*Requirement*: Count the lines in the following data that include "reqwest". Please write only the number.

*Provided entries*:
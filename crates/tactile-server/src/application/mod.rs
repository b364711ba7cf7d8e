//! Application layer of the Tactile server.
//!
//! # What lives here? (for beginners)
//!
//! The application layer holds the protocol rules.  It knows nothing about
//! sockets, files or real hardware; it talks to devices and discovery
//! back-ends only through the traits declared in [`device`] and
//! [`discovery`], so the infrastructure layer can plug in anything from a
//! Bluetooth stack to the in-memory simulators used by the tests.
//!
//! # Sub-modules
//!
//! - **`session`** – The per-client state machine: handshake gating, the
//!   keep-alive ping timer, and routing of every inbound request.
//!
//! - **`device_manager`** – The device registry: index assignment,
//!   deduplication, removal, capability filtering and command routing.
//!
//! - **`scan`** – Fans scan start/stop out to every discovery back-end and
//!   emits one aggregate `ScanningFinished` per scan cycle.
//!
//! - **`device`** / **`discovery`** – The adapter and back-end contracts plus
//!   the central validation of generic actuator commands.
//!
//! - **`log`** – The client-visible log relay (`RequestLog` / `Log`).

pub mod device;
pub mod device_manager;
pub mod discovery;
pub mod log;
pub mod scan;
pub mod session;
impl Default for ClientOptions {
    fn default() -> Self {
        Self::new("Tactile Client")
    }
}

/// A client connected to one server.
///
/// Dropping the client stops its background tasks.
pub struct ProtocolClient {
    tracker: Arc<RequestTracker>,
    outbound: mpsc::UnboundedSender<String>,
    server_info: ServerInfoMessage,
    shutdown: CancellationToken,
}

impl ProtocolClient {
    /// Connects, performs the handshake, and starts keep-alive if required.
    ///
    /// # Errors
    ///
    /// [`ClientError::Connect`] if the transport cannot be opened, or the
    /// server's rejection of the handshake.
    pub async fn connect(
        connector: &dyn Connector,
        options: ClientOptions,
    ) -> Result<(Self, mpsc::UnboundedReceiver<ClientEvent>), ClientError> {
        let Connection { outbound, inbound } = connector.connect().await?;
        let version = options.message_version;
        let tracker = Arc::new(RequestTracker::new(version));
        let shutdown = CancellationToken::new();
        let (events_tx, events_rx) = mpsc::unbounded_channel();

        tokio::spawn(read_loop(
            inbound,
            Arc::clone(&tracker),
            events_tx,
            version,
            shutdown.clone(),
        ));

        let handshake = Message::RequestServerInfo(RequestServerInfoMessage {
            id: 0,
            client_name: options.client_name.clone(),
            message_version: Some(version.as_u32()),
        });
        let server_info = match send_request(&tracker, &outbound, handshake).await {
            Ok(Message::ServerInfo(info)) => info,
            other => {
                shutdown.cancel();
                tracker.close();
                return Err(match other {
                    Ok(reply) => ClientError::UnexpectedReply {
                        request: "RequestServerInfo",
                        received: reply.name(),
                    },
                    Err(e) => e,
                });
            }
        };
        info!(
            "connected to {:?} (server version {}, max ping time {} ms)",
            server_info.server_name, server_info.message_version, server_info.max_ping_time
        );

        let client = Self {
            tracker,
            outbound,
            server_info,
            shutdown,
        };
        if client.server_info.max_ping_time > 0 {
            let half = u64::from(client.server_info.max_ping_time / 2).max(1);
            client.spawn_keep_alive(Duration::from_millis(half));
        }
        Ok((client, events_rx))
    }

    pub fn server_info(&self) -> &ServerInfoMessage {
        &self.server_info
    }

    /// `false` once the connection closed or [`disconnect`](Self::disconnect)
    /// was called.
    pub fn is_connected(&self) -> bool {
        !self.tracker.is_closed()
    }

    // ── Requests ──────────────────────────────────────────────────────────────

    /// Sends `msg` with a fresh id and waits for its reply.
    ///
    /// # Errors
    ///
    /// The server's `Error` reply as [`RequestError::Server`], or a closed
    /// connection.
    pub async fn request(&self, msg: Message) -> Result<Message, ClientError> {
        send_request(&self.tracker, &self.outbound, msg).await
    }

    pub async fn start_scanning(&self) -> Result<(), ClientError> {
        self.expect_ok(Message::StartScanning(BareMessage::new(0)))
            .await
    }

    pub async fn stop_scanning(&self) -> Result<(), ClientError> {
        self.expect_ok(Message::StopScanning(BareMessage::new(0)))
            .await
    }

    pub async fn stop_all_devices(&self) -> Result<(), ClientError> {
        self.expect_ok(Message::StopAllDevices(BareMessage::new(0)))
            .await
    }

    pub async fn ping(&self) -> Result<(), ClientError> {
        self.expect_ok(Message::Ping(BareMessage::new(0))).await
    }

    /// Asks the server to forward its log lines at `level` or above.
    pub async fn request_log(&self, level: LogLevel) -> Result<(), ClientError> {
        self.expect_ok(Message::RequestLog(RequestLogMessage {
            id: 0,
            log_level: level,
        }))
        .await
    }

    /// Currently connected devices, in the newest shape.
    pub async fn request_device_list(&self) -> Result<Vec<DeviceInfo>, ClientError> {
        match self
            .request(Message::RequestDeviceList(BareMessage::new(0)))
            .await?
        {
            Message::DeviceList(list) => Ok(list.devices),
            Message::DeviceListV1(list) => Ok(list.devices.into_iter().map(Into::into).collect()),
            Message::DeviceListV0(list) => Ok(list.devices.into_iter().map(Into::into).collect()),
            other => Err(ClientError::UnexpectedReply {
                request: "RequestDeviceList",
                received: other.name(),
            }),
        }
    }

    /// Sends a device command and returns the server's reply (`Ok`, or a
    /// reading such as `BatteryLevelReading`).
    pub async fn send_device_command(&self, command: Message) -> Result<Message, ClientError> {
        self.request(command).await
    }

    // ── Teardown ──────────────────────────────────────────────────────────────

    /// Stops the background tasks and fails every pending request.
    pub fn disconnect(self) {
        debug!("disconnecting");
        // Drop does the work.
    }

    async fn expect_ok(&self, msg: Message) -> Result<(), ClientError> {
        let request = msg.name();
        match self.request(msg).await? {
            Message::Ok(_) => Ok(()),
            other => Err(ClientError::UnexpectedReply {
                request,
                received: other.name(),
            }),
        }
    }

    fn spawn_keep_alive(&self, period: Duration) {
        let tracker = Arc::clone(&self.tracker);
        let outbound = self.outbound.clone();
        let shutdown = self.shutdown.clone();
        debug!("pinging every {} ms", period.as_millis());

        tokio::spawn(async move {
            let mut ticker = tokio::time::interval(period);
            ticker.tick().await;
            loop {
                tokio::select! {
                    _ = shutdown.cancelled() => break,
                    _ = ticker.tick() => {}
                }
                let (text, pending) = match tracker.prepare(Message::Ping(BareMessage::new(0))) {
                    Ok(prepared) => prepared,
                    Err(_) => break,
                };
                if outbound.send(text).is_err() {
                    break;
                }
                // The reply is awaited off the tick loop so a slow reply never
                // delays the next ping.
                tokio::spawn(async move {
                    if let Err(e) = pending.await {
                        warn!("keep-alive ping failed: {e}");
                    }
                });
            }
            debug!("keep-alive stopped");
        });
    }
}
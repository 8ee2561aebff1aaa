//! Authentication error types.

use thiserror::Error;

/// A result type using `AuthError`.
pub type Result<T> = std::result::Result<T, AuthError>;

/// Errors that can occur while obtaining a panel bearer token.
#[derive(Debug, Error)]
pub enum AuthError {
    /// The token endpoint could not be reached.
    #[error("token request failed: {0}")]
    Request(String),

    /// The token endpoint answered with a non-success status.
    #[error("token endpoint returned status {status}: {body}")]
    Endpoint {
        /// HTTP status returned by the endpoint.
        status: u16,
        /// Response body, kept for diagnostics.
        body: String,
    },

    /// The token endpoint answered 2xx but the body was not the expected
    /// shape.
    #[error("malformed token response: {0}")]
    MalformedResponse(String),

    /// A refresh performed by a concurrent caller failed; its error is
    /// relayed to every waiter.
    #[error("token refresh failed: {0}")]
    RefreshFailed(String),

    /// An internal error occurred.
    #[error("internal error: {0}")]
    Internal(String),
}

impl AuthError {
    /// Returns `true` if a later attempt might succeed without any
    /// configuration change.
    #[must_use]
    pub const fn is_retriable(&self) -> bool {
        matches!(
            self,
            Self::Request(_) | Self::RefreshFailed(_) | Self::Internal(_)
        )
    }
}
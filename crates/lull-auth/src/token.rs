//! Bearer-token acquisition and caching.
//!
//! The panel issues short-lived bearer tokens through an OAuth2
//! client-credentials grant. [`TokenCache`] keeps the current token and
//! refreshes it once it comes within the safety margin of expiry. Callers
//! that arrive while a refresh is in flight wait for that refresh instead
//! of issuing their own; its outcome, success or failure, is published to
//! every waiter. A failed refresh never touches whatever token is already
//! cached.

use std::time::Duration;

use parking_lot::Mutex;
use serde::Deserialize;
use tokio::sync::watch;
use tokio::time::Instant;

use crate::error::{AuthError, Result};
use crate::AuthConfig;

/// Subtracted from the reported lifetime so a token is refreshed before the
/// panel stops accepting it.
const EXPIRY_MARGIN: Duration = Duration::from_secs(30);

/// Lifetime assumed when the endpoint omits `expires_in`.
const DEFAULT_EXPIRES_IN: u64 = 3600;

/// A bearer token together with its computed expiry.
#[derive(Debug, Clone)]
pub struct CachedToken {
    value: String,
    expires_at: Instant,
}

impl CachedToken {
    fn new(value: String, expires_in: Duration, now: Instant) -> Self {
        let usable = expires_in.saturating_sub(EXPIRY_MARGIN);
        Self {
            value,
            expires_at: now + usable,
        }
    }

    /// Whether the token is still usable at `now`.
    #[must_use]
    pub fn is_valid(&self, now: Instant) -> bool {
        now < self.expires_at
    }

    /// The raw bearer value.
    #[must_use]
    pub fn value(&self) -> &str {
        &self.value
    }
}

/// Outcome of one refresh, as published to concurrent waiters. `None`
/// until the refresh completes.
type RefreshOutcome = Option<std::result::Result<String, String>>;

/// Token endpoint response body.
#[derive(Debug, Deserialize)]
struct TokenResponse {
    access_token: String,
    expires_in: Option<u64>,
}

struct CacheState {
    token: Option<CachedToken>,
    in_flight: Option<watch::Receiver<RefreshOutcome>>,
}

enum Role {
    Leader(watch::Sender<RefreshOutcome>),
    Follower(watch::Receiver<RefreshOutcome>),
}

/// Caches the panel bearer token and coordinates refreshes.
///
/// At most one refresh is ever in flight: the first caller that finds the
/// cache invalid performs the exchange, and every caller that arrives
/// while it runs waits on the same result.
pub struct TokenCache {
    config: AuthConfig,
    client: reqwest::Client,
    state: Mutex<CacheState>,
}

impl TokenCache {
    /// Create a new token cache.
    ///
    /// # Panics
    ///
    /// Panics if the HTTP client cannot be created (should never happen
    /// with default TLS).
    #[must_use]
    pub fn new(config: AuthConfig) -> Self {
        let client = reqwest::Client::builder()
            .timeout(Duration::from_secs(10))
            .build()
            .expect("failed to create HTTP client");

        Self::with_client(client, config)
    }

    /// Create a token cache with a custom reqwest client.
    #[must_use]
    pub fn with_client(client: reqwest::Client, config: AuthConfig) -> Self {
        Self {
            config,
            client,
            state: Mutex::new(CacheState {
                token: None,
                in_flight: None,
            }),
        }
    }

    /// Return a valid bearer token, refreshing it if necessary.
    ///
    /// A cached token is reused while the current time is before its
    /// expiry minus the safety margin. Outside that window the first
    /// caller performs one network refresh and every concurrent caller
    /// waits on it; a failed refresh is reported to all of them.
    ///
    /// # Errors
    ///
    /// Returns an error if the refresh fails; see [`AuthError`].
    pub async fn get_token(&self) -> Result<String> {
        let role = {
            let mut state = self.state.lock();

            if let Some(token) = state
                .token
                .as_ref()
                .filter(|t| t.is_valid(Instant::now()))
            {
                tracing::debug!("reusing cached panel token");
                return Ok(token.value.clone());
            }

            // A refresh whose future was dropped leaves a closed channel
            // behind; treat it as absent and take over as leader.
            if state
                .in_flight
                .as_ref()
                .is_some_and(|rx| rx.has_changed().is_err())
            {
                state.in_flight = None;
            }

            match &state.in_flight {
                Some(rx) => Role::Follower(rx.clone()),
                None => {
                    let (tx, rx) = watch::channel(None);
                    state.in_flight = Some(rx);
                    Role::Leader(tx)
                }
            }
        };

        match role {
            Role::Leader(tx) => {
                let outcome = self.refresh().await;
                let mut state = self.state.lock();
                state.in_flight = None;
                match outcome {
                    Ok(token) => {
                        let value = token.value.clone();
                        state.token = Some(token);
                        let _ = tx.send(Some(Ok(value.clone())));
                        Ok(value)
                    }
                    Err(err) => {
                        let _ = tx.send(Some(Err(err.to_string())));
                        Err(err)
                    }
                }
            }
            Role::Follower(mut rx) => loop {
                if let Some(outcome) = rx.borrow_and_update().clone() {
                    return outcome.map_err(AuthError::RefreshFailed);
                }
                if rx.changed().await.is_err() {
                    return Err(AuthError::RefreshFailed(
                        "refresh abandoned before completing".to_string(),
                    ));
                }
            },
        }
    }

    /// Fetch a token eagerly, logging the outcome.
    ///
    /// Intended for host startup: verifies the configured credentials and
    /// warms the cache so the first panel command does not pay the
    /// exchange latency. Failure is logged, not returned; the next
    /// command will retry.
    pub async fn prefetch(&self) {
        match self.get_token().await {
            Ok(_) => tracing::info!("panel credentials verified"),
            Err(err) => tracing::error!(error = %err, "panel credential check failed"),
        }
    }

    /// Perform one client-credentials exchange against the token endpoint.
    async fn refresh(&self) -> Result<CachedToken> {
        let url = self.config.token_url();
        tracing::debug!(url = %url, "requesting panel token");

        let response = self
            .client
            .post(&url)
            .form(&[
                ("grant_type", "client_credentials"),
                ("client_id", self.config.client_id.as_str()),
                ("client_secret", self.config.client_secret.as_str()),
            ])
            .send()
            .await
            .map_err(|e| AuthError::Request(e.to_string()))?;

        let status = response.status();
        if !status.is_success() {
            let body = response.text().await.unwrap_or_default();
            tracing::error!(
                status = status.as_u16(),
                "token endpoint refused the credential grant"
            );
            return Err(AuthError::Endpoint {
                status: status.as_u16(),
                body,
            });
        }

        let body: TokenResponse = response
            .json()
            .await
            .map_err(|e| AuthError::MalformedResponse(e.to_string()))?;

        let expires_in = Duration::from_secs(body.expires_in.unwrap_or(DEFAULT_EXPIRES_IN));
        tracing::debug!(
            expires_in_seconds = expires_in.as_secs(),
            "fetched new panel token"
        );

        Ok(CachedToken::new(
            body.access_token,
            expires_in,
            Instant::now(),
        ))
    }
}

*Answer box*: 4